The World Health Organization on Wednesday declared the Ebola outbreak in the Democratic Republic of Congo a "public health emergency of international concern," a rare designation only used for the gravest epidemics.

"It is time for the world to take notice," WHO chief Tedros Adhanom Ghebreyesus said in a statement, as he accepted the advice of his advisory board to invoke the emergency provision (PHEIC), only used by the UN health agency four times previously.

Those included the H1N1, or swine flu, pandemic of 2009, the spread of poliovirus in 2014, the Ebola epidemic that devastated parts of West Africa from 2014 to 2016 and the surge of the Zika virus in 2016.

The International Federation of Red Cross and Red Crescent Societies said it "welcomed" the decision.

"While it does not change the reality on the ground for victims or partners engaged in the response, we hope it will bring the international attention that this crisis deserves," the IFRC said in a statement.

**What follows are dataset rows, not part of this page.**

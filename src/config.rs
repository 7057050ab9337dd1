use chrono::NaiveDate;

use crate::error::{Result, SyncError};
use crate::model::{SportIcon, SportPage};

/// Year appended to schedule date cells, which omit it on the source pages.
pub const GAMES_YEAR: i32 = 2026;

/// Last day of competition. Rows dated after this are discarded.
const GAMES_END: (i32, u32, u32) = (2026, 2, 22);

const MEDAL_TABLE_URL: &str = "https://en.wikipedia.org/wiki/2026_Winter_Olympics_medal_table";
const WIKI_BASE_URL: &str = "https://en.wikipedia.org/wiki";
const SOURCE_TAG: &str = "wikipedia-cortina-2026";

/// The per-sport schedule pages scraped on every run. Sport labels are the
/// display strings stored alongside each event.
pub const SPORT_PAGES: [SportPage; 16] = [
    SportPage {
        sport: "Narciarstwo alpejskie",
        icon: SportIcon::Skiing,
        slug: "Alpine_skiing_at_the_2026_Winter_Olympics",
    },
    SportPage {
        sport: "Biathlon",
        icon: SportIcon::NordicSkiing,
        slug: "Biathlon_at_the_2026_Winter_Olympics",
    },
    SportPage {
        sport: "Bobsleje",
        icon: SportIcon::Snowflake,
        slug: "Bobsleigh_at_the_2026_Winter_Olympics",
    },
    SportPage {
        sport: "Biegi narciarskie",
        icon: SportIcon::NordicSkiing,
        slug: "Cross-country_skiing_at_the_2026_Winter_Olympics",
    },
    SportPage {
        sport: "Curling",
        icon: SportIcon::Snowflake,
        slug: "Curling_at_the_2026_Winter_Olympics",
    },
    SportPage {
        sport: "Łyżwiarstwo figurowe",
        icon: SportIcon::Skating,
        slug: "Figure_skating_at_the_2026_Winter_Olympics",
    },
    SportPage {
        sport: "Narciarstwo dowolne",
        icon: SportIcon::Skiing,
        slug: "Freestyle_skiing_at_the_2026_Winter_Olympics",
    },
    SportPage {
        sport: "Hokej na lodzie",
        icon: SportIcon::HockeyPuck,
        slug: "Ice_hockey_at_the_2026_Winter_Olympics",
    },
    SportPage {
        sport: "Saneczkarstwo",
        icon: SportIcon::Snowflake,
        slug: "Luge_at_the_2026_Winter_Olympics",
    },
    SportPage {
        sport: "Kombinacja norweska",
        icon: SportIcon::NordicSkiing,
        slug: "Nordic_combined_at_the_2026_Winter_Olympics",
    },
    SportPage {
        sport: "Short track",
        icon: SportIcon::Skating,
        slug: "Short_track_speed_skating_at_the_2026_Winter_Olympics",
    },
    SportPage {
        sport: "Skeleton",
        icon: SportIcon::Snowflake,
        slug: "Skeleton_at_the_2026_Winter_Olympics",
    },
    SportPage {
        sport: "Skoki narciarskie",
        icon: SportIcon::Snowboarding,
        slug: "Ski_jumping_at_the_2026_Winter_Olympics",
    },
    SportPage {
        sport: "Skialpinizm",
        icon: SportIcon::Snowflake,
        slug: "Ski_mountaineering_at_the_2026_Winter_Olympics",
    },
    SportPage {
        sport: "Snowboard",
        icon: SportIcon::Snowboarding,
        slug: "Snowboarding_at_the_2026_Winter_Olympics",
    },
    SportPage {
        sport: "Łyżwiarstwo szybkie",
        icon: SportIcon::Skating,
        slug: "Speed_skating_at_the_2026_Winter_Olympics",
    },
];

/// Runtime configuration for one sync run.
///
/// [`Default`] yields the production values; tests and the runner binary
/// override individual fields (URLs, source tag) as needed.
#[derive(Debug, Clone)]
pub struct SyncConfig {
    /// Address of the medal standings page. A fetch failure here is fatal.
    pub medal_table_url: String,
    /// Base address that sport page slugs are appended to.
    pub wiki_base_url: String,
    /// Tag stamped on every document this pipeline writes. Reconciliation
    /// only ever prunes documents carrying this tag.
    pub source_tag: String,
    /// Year appended to schedule date cells before parsing.
    pub games_year: i32,
    /// Events dated after this are dropped even when otherwise valid.
    pub games_end_date: NaiveDate,
    /// Sport schedule pages scraped each run.
    pub sport_pages: Vec<SportPage>,
}

impl Default for SyncConfig {
    fn default() -> Self {
        let (year, month, day) = GAMES_END;
        Self {
            medal_table_url: MEDAL_TABLE_URL.to_string(),
            wiki_base_url: WIKI_BASE_URL.to_string(),
            source_tag: SOURCE_TAG.to_string(),
            games_year: GAMES_YEAR,
            games_end_date: NaiveDate::from_ymd_opt(year, month, day)
                .unwrap_or(NaiveDate::MAX),
            sport_pages: SPORT_PAGES.to_vec(),
        }
    }
}

impl SyncConfig {
    /// Production configuration with URL and source-tag overrides taken from
    /// the environment (`MEDAL_TABLE_URL`, `WIKI_BASE_URL`, `SOURCE_TAG`).
    pub fn from_env() -> Self {
        let mut config = Self::default();
        if let Ok(url) = std::env::var("MEDAL_TABLE_URL") {
            config.medal_table_url = url;
        }
        if let Ok(url) = std::env::var("WIKI_BASE_URL") {
            config.wiki_base_url = url;
        }
        if let Ok(tag) = std::env::var("SOURCE_TAG") {
            config.source_tag = tag;
        }
        config
    }

    /// Full address of one sport's schedule page.
    pub fn sport_page_url(&self, slug: &str) -> String {
        format!("{}/{}", self.wiki_base_url.trim_end_matches('/'), slug)
    }

    /// Reject configurations that would make the run meaningless before any
    /// network traffic happens.
    pub(crate) fn validate(&self) -> Result<()> {
        if self.medal_table_url.trim().is_empty() {
            return Err(SyncError::Config("medal table URL is empty".into()));
        }
        if self.wiki_base_url.trim().is_empty() {
            return Err(SyncError::Config("wiki base URL is empty".into()));
        }
        if self.source_tag.trim().is_empty() {
            return Err(SyncError::Config("source tag is empty".into()));
        }
        Ok(())
    }
}
use ::scraper::error::SelectorErrorKind;

/// All errors that can occur during a sync run.
#[derive(thiserror::Error, Debug)]
pub enum SyncError {
    /// Required configuration is missing or empty.
    #[error("invalid configuration: {0}")]
    Config(String),

    /// HTTP request failed (network, DNS, TLS, timeout, etc.).
    #[error("http request failed for {url}: {source}")]
    Http {
        url: String,
        source: reqwest::Error,
    },

    /// Server returned a non-success HTTP status code.
    #[error("unexpected status {status} for {url}")]
    UnexpectedStatus {
        url: String,
        status: reqwest::StatusCode,
    },

    /// Failed to read the response body as text.
    #[error("failed to read response body from {url}: {source}")]
    ResponseBody {
        url: String,
        source: reqwest::Error,
    },

    /// A CSS selector string could not be parsed.
    #[error("invalid CSS selector: {0}")]
    Selector(String),

    /// A document could not be serialized for the store.
    #[error("failed to serialize document: {0}")]
    Serialize(#[from] serde_json::Error),

    /// The document store rejected a read or a batched write.
    #[error("store operation failed: {0}")]
    Store(String),
}

impl<'a> From<SelectorErrorKind<'a>> for SyncError {
    fn from(err: SelectorErrorKind<'a>) -> Self {
        SyncError::Selector(err.to_string())
    }
}

pub type Result<T> = std::result::Result<T, SyncError>;
use std::collections::{BTreeMap, BTreeSet};

use chrono::{DateTime, Utc};

use crate::model::{DailyMedalAggregate, EventRecord, EventSummary};

/// Build one aggregate per calendar date from the run's medal-bearing
/// events.
///
/// Within a date, summaries are ordered by their zero-padded `HH:MM` time
/// (string order equals chronological order) and the sports set is distinct
/// and alphabetically sorted. `now` is stamped as the last-update time.
pub(crate) fn build_daily_aggregates(
    events: &[EventRecord],
    source: &str,
    now: DateTime<Utc>,
) -> Vec<DailyMedalAggregate> {
    let mut by_date: BTreeMap<&str, Vec<&EventRecord>> = BTreeMap::new();
    for event in events.iter().filter(|e| e.is_medal_event) {
        by_date.entry(event.date.as_str()).or_default().push(event);
    }

    by_date
        .into_iter()
        .map(|(date, mut day_events)| {
            day_events.sort_by(|a, b| a.time.cmp(&b.time));

            let sports: BTreeSet<&str> = day_events.iter().map(|e| e.sport.as_str()).collect();

            DailyMedalAggregate {
                date: date.to_string(),
                total_medal_events: day_events.len() as u32,
                sports: sports.into_iter().map(str::to_string).collect(),
                events: day_events
                    .iter()
                    .map(|e| EventSummary {
                        id: e.id.clone(),
                        title: e.title.clone(),
                        sport: e.sport.clone(),
                        time: e.time.clone(),
                        icon: e.icon.clone(),
                    })
                    .collect(),
                source: source.to_string(),
                updated_at: now.to_rfc3339(),
            }
        })
        .collect()
}
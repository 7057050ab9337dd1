use std::cmp::Ordering;

use serde::{Deserialize, Serialize};

/// One row of the medal standings, keyed by its Olympic three-letter code.
///
/// At most one live entry exists per code and source tag; the reconciliation
/// engine enforces this by using the code as the document identity.
#[derive(Debug, Clone, PartialEq, Eq, Serialize, Deserialize)]
pub struct MedalEntry {
    /// Three-letter region code after Olympic alias normalization.
    pub code: String,
    /// Display name as it appeared on the standings page, sanitized.
    pub country: String,
    /// Flag image address derived from the two-letter code.
    pub flag: String,
    pub gold: u32,
    pub silver: u32,
    pub bronze: u32,
    /// Producer tag scoping reconciliation.
    pub source: String,
}

impl MedalEntry {
    /// Standings comparator: gold, then silver, then bronze, descending.
    /// Ties compare equal so a stable sort retains source order.
    pub fn rank_cmp(&self, other: &Self) -> Ordering {
        other
            .gold
            .cmp(&self.gold)
            .then(other.silver.cmp(&self.silver))
            .then(other.bronze.cmp(&self.bronze))
    }
}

The WHO's international health regulations, drafted in 2005, say that the international emergency label should apply to a situation that is "serious, unusual or unexpected; carries implications for public health beyond the affected State's national border; and may require immediate international action".

More than 1,600 people have died from Ebola since August 1, when the haemorrhagic virus erupted in DR Congo's North Kivu and spread to neighbouring Ituri.

This announcement comes just days after the epidemic for the first time spread to Goma, a major urban town and home to more than one million people.

 The United Nations health agency, however, stressed that no country should close its borders or place any restrictions on travel or trade, adding that the risk of the disease spreading outside the region was not high.

“We need to work together in solidarity with the DRC to end this outbreak and build a better health system,” said Dr Ghebreyesus.

Sitting on Wednesday, the emergency committee cited recent developments in the outbreak in making its recommendation, including the first confirmed case in Goma, a city of almost two million people on the border with Rwanda, and the gateway to the rest of DRC and the world.

“It is important that the world follows these recommendations. It is also crucial that states do not use the PHEIC as an excuse to impose trade or travel restrictions, which would have a negative impact on the response and on the lives and livelihoods of people in the region,” said Professor Robert Steffen, chair of the Emergency Committee.

Dr Ghebreyesus this week said the case in Goma was a potential game-changer, since it meant Ebola might now spread among the urban population and into neighbouring Rwanda.